Kak Felice berjalan ke mejanya di baris ketiga dan langsung mengeluarkan kotak makan. Aku jadi teringat kotak makan kuningku yang terlantar di rak piring. Mungkin setelah proyek Mbak Dewi selesai aku bisa kembali memasak makan siang atau camilanku sendiri.
“Mi, lo sudah sarapan belum? Mau coba bubur gue nggak?” tanya Kak Felice sedikit berteriak.
“Tidak usah, Kak. Saya sudah makan kok.” Makan camilan tengah malam sebelum tidur kemarin, maksudnya.

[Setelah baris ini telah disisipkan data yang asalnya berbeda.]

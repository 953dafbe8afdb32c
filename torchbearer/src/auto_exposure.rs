//! Software auto exposure.
//!
//! Device's own automatic mode tends to pick very long integration times. Instead the device is
//! kept in manual mode and integration time is searched for on the host: the brightest pixel
//! should sit around `target` fraction of full scale, while never crossing the saturation
//! threshold.

use crate::{
    error::{Error, Result},
    flags::ExposureStatus,
    io_adapter::IoAdapter,
    session::Session,
    spectrum::Spectrum,
};
use core::ops::RangeInclusive;

/// Fraction of full scale at which a pixel is considered saturated
pub const OVEREXPOSED_FRACTION: f64 = 0.98;
/// Probe is accepted once its peak is this close to the target, relative to the target
const ACCEPT_TOLERANCE: f64 = 0.15;
/// Proportional jump is only worth a measurement if it moves the time by more than this
const JUMP_THRESHOLD: f64 = 0.10;

pub const DEFAULT_TARGET: f64 = 0.9;
pub const DEFAULT_MAX_PROBES: usize = 8;
pub const DEFAULT_FULL_SCALE: f64 = 65535.0;
pub const DEFAULT_MIN_STEP_US: u32 = 1000;
pub const HARDWARE_LIMITS_US: RangeInclusive<u32> = 1..=5_000_000;

/// Anything auto exposure can judge
pub trait Exposure {
    /// Brightest active pixel
    fn peak(&self) -> f64;

    /// Whether the device itself flagged the reading as saturated
    fn reported_overexposed(&self) -> bool {
        false
    }
}

impl Exposure for Spectrum {
    fn peak(&self) -> f64 {
        Spectrum::peak(self).unwrap_or(0.0)
    }

    fn reported_overexposed(&self) -> bool {
        self.status == ExposureStatus::Over
    }
}

/// Something that can take a reading at a given integration time
pub trait Instrument {
    type Reading: Exposure;

    fn measure(&mut self, exposure_time_us: u32) -> Result<Self::Reading>;
}

impl<IO: IoAdapter> Instrument for Session<IO> {
    type Reading = Spectrum;

    /// Expects the device to already be in manual mode
    fn measure(&mut self, exposure_time_us: u32) -> Result<Spectrum> {
        if !self.set_exposure_time(exposure_time_us)? {
            return Err(Error::Refused("exposure time"));
        }
        self.acquire()
    }
}

#[derive(Debug, Clone, PartialEq)]
pub struct AutoExposureConfig {
    /// Soft lower bound in ms
    pub min_ms: Option<f64>,
    /// Soft upper bound in ms
    pub max_ms: Option<f64>,
    /// Desired peak as a fraction of full scale
    pub target: f64,
    /// Upper bound on measurements per search, the first one included
    pub max_probes: usize,
    /// Largest value a pixel can report
    pub full_scale: f64,
    /// Search stops once the bracket is this narrow
    pub min_step_us: u32,
    pub hardware_limits_us: RangeInclusive<u32>,
}

impl Default for AutoExposureConfig {
    fn default() -> Self {
        AutoExposureConfig {
            min_ms: None,
            max_ms: None,
            target: DEFAULT_TARGET,
            max_probes: DEFAULT_MAX_PROBES,
            full_scale: DEFAULT_FULL_SCALE,
            min_step_us: DEFAULT_MIN_STEP_US,
            hardware_limits_us: HARDWARE_LIMITS_US,
        }
    }
}

/// Outcome of a single search
#[derive(Debug, Clone, PartialEq)]
pub struct AutoExposure<R> {
    pub exposure_time_us: u32,
    /// Measurements taken
    pub probes: usize,
    /// Reading taken at `exposure_time_us`
    pub reading: R,
}

fn ms_to_us(ms: f64) -> u32 {
    (ms * 1000.0).round().clamp(0.0, f64::from(u32::MAX)) as u32
}

impl AutoExposureConfig {
    pub fn validate(&self) -> Result<()> {
        if !(self.target > 0.0 && self.target < OVEREXPOSED_FRACTION) {
            return Err(Error::config(format!(
                "target should be above 0 and below {}, got {}",
                OVEREXPOSED_FRACTION, self.target
            )));
        }
        if self.max_probes < 2 {
            return Err(Error::config("auto exposure needs at least 2 probes"));
        }
        if !(self.full_scale.is_finite() && self.full_scale > 0.0) {
            return Err(Error::config("full scale should be a positive number"));
        }
        let (lo, hi) = (
            *self.hardware_limits_us.start(),
            *self.hardware_limits_us.end(),
        );
        if lo == 0 || hi < lo {
            return Err(Error::config(format!(
                "invalid hardware exposure limits {}..={} µs",
                lo, hi
            )));
        }
        for bound in [self.min_ms, self.max_ms].into_iter().flatten() {
            if !(bound.is_finite() && bound > 0.0) {
                return Err(Error::config(format!(
                    "exposure bound should be a positive number of ms, got {}",
                    bound
                )));
            }
        }
        Ok(())
    }

    /// Soft bounds in µs, swapped if inverted and clamped into hardware limits
    pub fn bounds_us(&self) -> (u32, u32) {
        let (hw_lo, hw_hi) = (
            *self.hardware_limits_us.start(),
            *self.hardware_limits_us.end(),
        );
        let low = self.min_ms.map(ms_to_us).unwrap_or(hw_lo);
        let high = self.max_ms.map(ms_to_us).unwrap_or(hw_hi);
        let (low, high) = if high < low { (high, low) } else { (low, high) };
        (low.clamp(hw_lo, hw_hi), high.clamp(hw_lo, hw_hi))
    }

    fn overexposed<R: Exposure>(&self, reading: &R) -> bool {
        reading.reported_overexposed() || reading.peak() > self.full_scale * OVEREXPOSED_FRACTION
    }

    fn close_to_target(&self, peak: f64) -> bool {
        let target = self.target * self.full_scale;
        (peak - target).abs() <= target * ACCEPT_TOLERANCE
    }

    /// Time predicted to hit the target, if it is strictly inside the bracket and far enough
    /// from the probe to be worth measuring
    fn jump(&self, probe_us: u32, peak: f64, low: u32, high: u32) -> Option<u32> {
        if peak <= 0.0 || high <= low + 1 {
            return None;
        }
        let predicted = f64::from(probe_us) * self.target * self.full_scale / peak;
        let predicted = predicted.round().clamp(f64::from(low + 1), f64::from(high - 1)) as u32;
        let shift = (f64::from(predicted) - f64::from(probe_us)).abs();
        (shift > f64::from(probe_us) * JUMP_THRESHOLD).then_some(predicted)
    }

    /// Searches for an integration time, starting at `initial_us`
    pub fn run<I: Instrument>(
        &self,
        instrument: &mut I,
        initial_us: u32,
    ) -> Result<AutoExposure<I::Reading>> {
        self.validate()?;
        let (low, high) = self.bounds_us();
        let initial = initial_us.clamp(low, high);

        let reading = instrument.measure(initial)?;
        let mut probes = 1;
        if !self.overexposed(&reading) {
            log::debug!("Good exposure at {} µs", initial);
            return Ok(AutoExposure {
                exposure_time_us: initial,
                probes,
                reading,
            });
        }
        log::debug!("Over-exposed at {} µs", initial);
        if initial == low {
            return Ok(AutoExposure {
                exposure_time_us: low,
                probes,
                reading,
            });
        }

        let reading = instrument.measure(low)?;
        probes += 1;
        if self.overexposed(&reading) {
            log::debug!("Over-exposed even at {} µs", low);
            return Ok(AutoExposure {
                exposure_time_us: low,
                probes,
                reading,
            });
        }

        let (mut good, mut bad) = (low, initial);
        let peak = reading.peak();
        let mut best = AutoExposure {
            exposure_time_us: low,
            probes,
            reading,
        };
        if self.close_to_target(peak) {
            return Ok(best);
        }
        let mut next_jump = self.jump(low, peak, good, bad);

        while probes < self.max_probes && bad - good > self.min_step_us.max(1) {
            let probe = match next_jump.take() {
                Some(t) => t,
                None => {
                    let mean = (f64::from(good) * f64::from(bad)).sqrt().round() as u32;
                    mean.clamp(good + 1, bad - 1)
                }
            };
            let reading = instrument.measure(probe)?;
            probes += 1;
            best.probes = probes;

            if self.overexposed(&reading) {
                log::debug!("Over-exposed at {} µs", probe);
                bad = probe;
                continue;
            }
            let peak = reading.peak();
            log::debug!("Good exposure at {} µs, peak {:.1}", probe, peak);
            good = probe;
            best.exposure_time_us = probe;
            best.reading = reading;
            if self.close_to_target(peak) {
                break;
            }
            next_jump = self.jump(probe, peak, good, bad);
        }

        log::debug!(
            "Final exposure at {} µs after {} probes",
            best.exposure_time_us,
            best.probes
        );
        Ok(best)
    }
}

#[cfg(test)]
mod tests {
    use super::*;
    use claims::*;

    /// Linear sensor: peak grows with time until it clips at full scale
    struct LinearSensor {
        counts_per_us: f64,
        measured: Vec<u32>,
    }

    struct Reading(f64);

    impl Exposure for Reading {
        fn peak(&self) -> f64 {
            self.0
        }
    }

    impl Instrument for LinearSensor {
        type Reading = Reading;

        fn measure(&mut self, exposure_time_us: u32) -> Result<Reading> {
            self.measured.push(exposure_time_us);
            Ok(Reading(
                (f64::from(exposure_time_us) * self.counts_per_us).min(DEFAULT_FULL_SCALE),
            ))
        }
    }

    fn sensor(counts_per_us: f64) -> LinearSensor {
        LinearSensor {
            counts_per_us,
            measured: Vec::new(),
        }
    }

    #[test]
    fn accept_initial_when_not_overexposed() {
        let config = AutoExposureConfig::default();
        let mut dim = sensor(0.01);
        let result = config.run(&mut dim, 100_000).unwrap();
        assert_eq!(result.exposure_time_us, 100_000);
        assert_eq!(result.probes, 1);
        assert_eq!(dim.measured, vec![100_000]);
    }

    #[test]
    fn overexposed_minimum_stops_search() {
        let config = AutoExposureConfig {
            min_ms: Some(1.0),
            ..Default::default()
        };
        let mut blinding = sensor(1000.0);
        let result = config.run(&mut blinding, 500_000).unwrap();
        assert_eq!(result.exposure_time_us, 1000);
        assert_eq!(result.probes, 2);
        assert_eq!(blinding.measured, vec![500_000, 1000]);
    }

    #[test]
    fn converges_to_target() {
        let config = AutoExposureConfig {
            min_ms: Some(1.0),
            max_ms: Some(1000.0),
            ..Default::default()
        };
        // Target of 0.9 is hit at roughly 29.5 ms
        let mut bright = sensor(2.0);
        let result = config.run(&mut bright, 1_000_000).unwrap();
        let target = config.target * config.full_scale;
        assert!((result.reading.peak() - target).abs() <= target * ACCEPT_TOLERANCE);
        assert!(result.reading.peak() < config.full_scale * OVEREXPOSED_FRACTION);
        assert!(result.probes <= config.max_probes);
        assert_eq!(result.probes, bright.measured.len());
        assert_eq!(bright.measured.last(), Some(&result.exposure_time_us));
    }

    #[test]
    fn respects_probe_budget() {
        let config = AutoExposureConfig {
            max_probes: 3,
            min_step_us: 1,
            target: 0.5,
            ..Default::default()
        };
        let mut bright = sensor(0.5);
        let result = config.run(&mut bright, 5_000_000).unwrap();
        assert_eq!(bright.measured.len(), 3);
        assert_eq!(result.probes, 3);
        assert!(result.reading.peak() < config.full_scale * OVEREXPOSED_FRACTION);
    }

    #[test]
    fn device_flag_counts_as_overexposed() {
        struct Flagged;
        impl Exposure for Flagged {
            fn peak(&self) -> f64 {
                10.0
            }
            fn reported_overexposed(&self) -> bool {
                true
            }
        }
        struct AlwaysOver;
        impl Instrument for AlwaysOver {
            type Reading = Flagged;
            fn measure(&mut self, _: u32) -> Result<Flagged> {
                Ok(Flagged)
            }
        }
        let config = AutoExposureConfig {
            min_ms: Some(2.0),
            ..Default::default()
        };
        let result = config.run(&mut AlwaysOver, 50_000).unwrap();
        assert_eq!(result.exposure_time_us, 2000);
    }

    #[test]
    fn soft_bounds() {
        let swapped = AutoExposureConfig {
            min_ms: Some(200.0),
            max_ms: Some(10.0),
            ..Default::default()
        };
        assert_eq!(swapped.bounds_us(), (10_000, 200_000));

        let clamped = AutoExposureConfig {
            min_ms: Some(0.0001),
            max_ms: Some(60_000.0),
            hardware_limits_us: 10..=1_000_000,
            ..Default::default()
        };
        assert_eq!(clamped.bounds_us(), (10, 1_000_000));
        assert_eq!(AutoExposureConfig::default().bounds_us(), (1, 5_000_000));
    }

    #[test]
    fn initial_time_is_clamped() {
        let config = AutoExposureConfig {
            min_ms: Some(5.0),
            max_ms: Some(50.0),
            ..Default::default()
        };
        let mut dim = sensor(0.001);
        let result = config.run(&mut dim, 4_000_000).unwrap();
        assert_eq!(result.exposure_time_us, 50_000);
    }

    #[test]
    fn reject_invalid_config() {
        let config = |f: fn(&mut AutoExposureConfig)| {
            let mut config = AutoExposureConfig::default();
            f(&mut config);
            config.validate()
        };
        assert_ok!(config(|_| ()));
        assert_err!(config(|c| c.target = 0.0));
        assert_err!(config(|c| c.target = 0.99));
        assert_err!(config(|c| c.max_probes = 1));
        assert_err!(config(|c| c.full_scale = -1.0));
        assert_err!(config(|c| c.min_ms = Some(f64::NAN)));
        assert_err!(config(|c| c.hardware_limits_us = 0..=10));
        assert_matches!(
            config(|c| c.max_probes = 0),
            Err(Error::InvalidConfig(_))
        );
    }
}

Untungnya hari ini Kak Felice tidak peka seperti biasanya, karena dia terlihat sudah mengangguk-angguk sambil membuka kotak makannya yang berisi bubur. “Oke. kalau begitu gue makan ya!”
Aku mengacungkan jempol dari mejaku, menahan raungan protes dari perutku. Tidak, waktu luang ini bisa aku gunakan untuk memeriksa kembali catatan progress terakhir naskah sebelum aku memaparkannya di rapat nanti. Aku akan mengisi perutku nanti setelah selesai rapat.
Atau setidaknya begitu yang aku rencanakan.
Karena hal terakhir yang aku ingat setelah rapat ditutup hari itu adalah gelap.